The idea of a large comet hitting Earth isn’t far-fetched. It’s happened before – which is why we’re here and the world isn’t populated by Mr T. Rex Esquire. Not something to lose sleep over: the risk of anything that big hitting in anyone’s lifetime is miniscule. But the chance of smaller objects striking is far higher and a ‘city buster’/’regional impact’ such as the Tunguska impactor of 1908 is quite plausible. Had it struck five hours later, it would have hit St Petersburg. Yah. NASA has recognised the point, though personally I think the name ‘Planetary Defense Coordination Office’ is far too bureaucratic.

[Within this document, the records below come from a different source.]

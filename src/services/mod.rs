//! Route scheduling services

pub mod directions;
pub mod formatting;
pub mod geo;
pub mod planner;
pub mod route_evaluator;
pub mod sequential_schedule;
pub mod start_time_guard;
pub mod visit_duration;
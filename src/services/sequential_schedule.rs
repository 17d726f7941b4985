//! Sequential schedule computation for a visit itinerary.
//!
//! Given an ordered list of stops, the travel legs between them, a start
//! date/time and a per-visit duration, this module walks the route
//! sequentially and computes arrival/departure times for each stop. It does
//! NOT re-optimise the order; that choice belongs to the route evaluator.
//!
//! The clock is a full date-time, so itineraries running past midnight keep
//! counting and each time carries its day offset from the start date.

use chrono::{Duration, NaiveDate, NaiveDateTime, NaiveTime};
use tracing::warn;

use crate::defaults::MILEAGE_RATE_PER_MILE;
use crate::services::formatting::{
    estimate_cost, format_distance, format_duration, format_visit_days, schedule_time,
};
use crate::types::{CandidateRoute, Leg, Schedule, ScheduledStop, Stop};

/// Input for sequential schedule computation.
#[derive(Debug, Clone)]
pub struct ScheduleInput {
    /// Stops in visiting order.
    pub stops: Vec<Stop>,
    /// `legs[i]` is the travel arriving at `stops[i + 1]`.
    pub legs: Vec<Leg>,
    /// Route-level distance reported by the directions provider.
    pub total_distance_meters: u64,
    /// Route geometry passed through to the schedule.
    pub geometry: Vec<[f64; 2]>,
    pub start_date: NaiveDate,
    /// Arrival time at the first stop.
    pub start_time: NaiveTime,
    pub visit_duration_seconds: u64,
}

impl ScheduleInput {
    /// Pair a stop ordering with the candidate route that travels it.
    pub fn for_route(
        stops: Vec<Stop>,
        route: &CandidateRoute,
        start_date: NaiveDate,
        start_time: NaiveTime,
        visit_duration_seconds: u64,
    ) -> Self {
        Self {
            stops,
            legs: route.legs.clone(),
            total_distance_meters: route.total_distance_meters,
            geometry: route.geometry.clone(),
            start_date,
            start_time,
            visit_duration_seconds,
        }
    }
}

/// Move the clock forward, pinning it at the last representable instant
/// instead of wrapping or overflowing.
fn advance(cursor: NaiveDateTime, seconds: u64) -> NaiveDateTime {
    i64::try_from(seconds)
        .ok()
        .and_then(Duration::try_seconds)
        .and_then(|step| cursor.checked_add_signed(step))
        .unwrap_or(NaiveDateTime::MAX)
}

/// Compute a sequential schedule for the given stop ordering.
///
/// Durations are in **seconds** and distances in **meters**, matching the
/// directions provider. A missing leg counts as zero travel.
pub fn compute_sequential_schedule(input: &ScheduleInput) -> Schedule {
    let n = input.stops.len();
    let mut route_details: Vec<ScheduledStop> = Vec::with_capacity(n);

    if n > 0 && input.legs.len() + 1 < n {
        warn!(
            "Route has {} legs for {} stops; missing legs count as zero travel",
            input.legs.len(),
            n
        );
    }

    let mut cursor = input.start_date.and_time(input.start_time);
    let mut total_travel_seconds: u64 = 0;

    for (i, stop) in input.stops.iter().enumerate() {
        // Travel leg from previous stop to this one.
        let leg = if i == 0 {
            Leg::default()
        } else {
            input.legs.get(i - 1).copied().unwrap_or_default()
        };

        cursor = advance(cursor, leg.duration_seconds);
        let arrival = schedule_time(cursor, input.start_date);

        cursor = advance(cursor, input.visit_duration_seconds);
        let departure = schedule_time(cursor, input.start_date);

        route_details.push(ScheduledStop {
            order: i + 1,
            stop: stop.clone(),
            arrival,
            departure,
            travel_duration_seconds: leg.duration_seconds,
            travel_time: format_duration(leg.duration_seconds),
            travel_distance_meters: leg.distance_meters,
            travel_distance: format_distance(leg.distance_meters),
            is_first: i == 0,
        });

        total_travel_seconds = total_travel_seconds.saturating_add(leg.duration_seconds);
    }

    let estimated_total_seconds = total_travel_seconds
        .saturating_add((n as u64).saturating_mul(input.visit_duration_seconds));

    Schedule {
        route_details,
        total_stops: n,
        total_travel_seconds,
        total_travel_time: format_duration(total_travel_seconds),
        estimated_total_seconds,
        estimated_total_time: format_duration(estimated_total_seconds),
        total_distance_meters: input.total_distance_meters,
        estimated_distance: format_distance(input.total_distance_meters),
        mileage_cost: estimate_cost(input.total_distance_meters, MILEAGE_RATE_PER_MILE),
        visit_days: format_visit_days(estimated_total_seconds),
        geometry: input.geometry.clone(),
    }
}

// ===========================================================================
// Tests
// ===========================================================================
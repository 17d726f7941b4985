//! CLI argument parsing for the visit-planner binary.

use std::path::PathBuf;

use chrono::{NaiveDate, NaiveDateTime, NaiveTime};
use clap::{Parser, Subcommand};
use visit_planner::types::parse_clock_time;

#[derive(Parser)]
#[command(name = "visit-planner", about = "Multi-stop visit route scheduler")]
pub struct Cli {
    #[command(subcommand)]
    pub command: Command,
}

#[derive(Subcommand)]
pub enum Command {
    /// Request directions for a route request and print its schedules
    Plan {
        /// Route request JSON file
        #[arg(long)]
        request: PathBuf,
        /// Reference "now" for the past-start check (defaults to local time)
        #[arg(long, value_parser = parse_local_datetime)]
        now: Option<NaiveDateTime>,
        /// Write the best schedule as a saved plan to this file
        #[arg(long)]
        output: Option<PathBuf>,
    },
    /// Evaluate stored candidate routes without calling a directions provider
    Evaluate {
        /// Route request JSON file
        #[arg(long)]
        request: PathBuf,
        /// Candidate routes JSON file (array)
        #[arg(long)]
        directions: PathBuf,
    },
    /// Check whether a start date/time is already in the past
    CheckStart {
        #[arg(long)]
        date: NaiveDate,
        #[arg(long, value_parser = parse_time_of_day)]
        time: NaiveTime,
        #[arg(long, value_parser = parse_local_datetime)]
        now: Option<NaiveDateTime>,
    },
    /// Print a duration in seconds the way schedules show it
    FormatDuration { seconds: u64 },
}

fn parse_time_of_day(value: &str) -> Result<NaiveTime, String> {
    parse_clock_time(value).ok_or_else(|| format!("expected HH:MM, got {value:?}"))
}

fn parse_local_datetime(value: &str) -> Result<NaiveDateTime, String> {
    NaiveDateTime::parse_from_str(value, "%Y-%m-%dT%H:%M:%S")
        .or_else(|_| NaiveDateTime::parse_from_str(value, "%Y-%m-%dT%H:%M"))
        .map_err(|_| format!("expected YYYY-MM-DDTHH:MM[:SS], got {value:?}"))
}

However, the super-cool name – SPACEGUARD – which Arthur C. Clarke coined in 1973 for his novel Rendezvous with Rama, has been taken (the SPACEGUARD website is here).
Movies have been made before about a killer asteroid or comet. Most of them ‘Hollywoodise’ the concept – all you have to do is nuke the thing and it turns into a zillion fragments that then fall harmlessly to Earth. Right? Wrong. The problem is that the net kinetic energy isn’t significantly changed, and it’s this energy that causes most of the problem. A single 10km wide comet will certainly destroy Earth’s ecosphere. But (say) 30-odd impacts of fragments, all striking at the same time across a slightly wider area, will essentially be as devastating. This was implicitly recognised in Don’t Look Up as far as I could tell.
The other problem with the Hollywood version is that, every time (including in Don’t Look Up), spacecraft are portrayed as soft-landing on the object at the last moment. This is impossible with current technologies. Don’t forget, it’s hurtling towards us at 70 kilometres a second. To rendezvous with it in the times portrayed, you’d need to fly a brachistochrone curve orbit to get there fast enough (which requires ridiculous amounts of fuel), then decelerate to a stop, then accelerate up to 70 kilometres a second so as to match velocities with the object. No current propulsion system can do it, and systems with the specific impulse to achieve it – such as exotic antimatter beam-core engines (roughly, Heinlein’s ‘torch’) or Robert Zubrin’s scary uranium-salt nuclear motor not only don’t exist – they will likely never exist.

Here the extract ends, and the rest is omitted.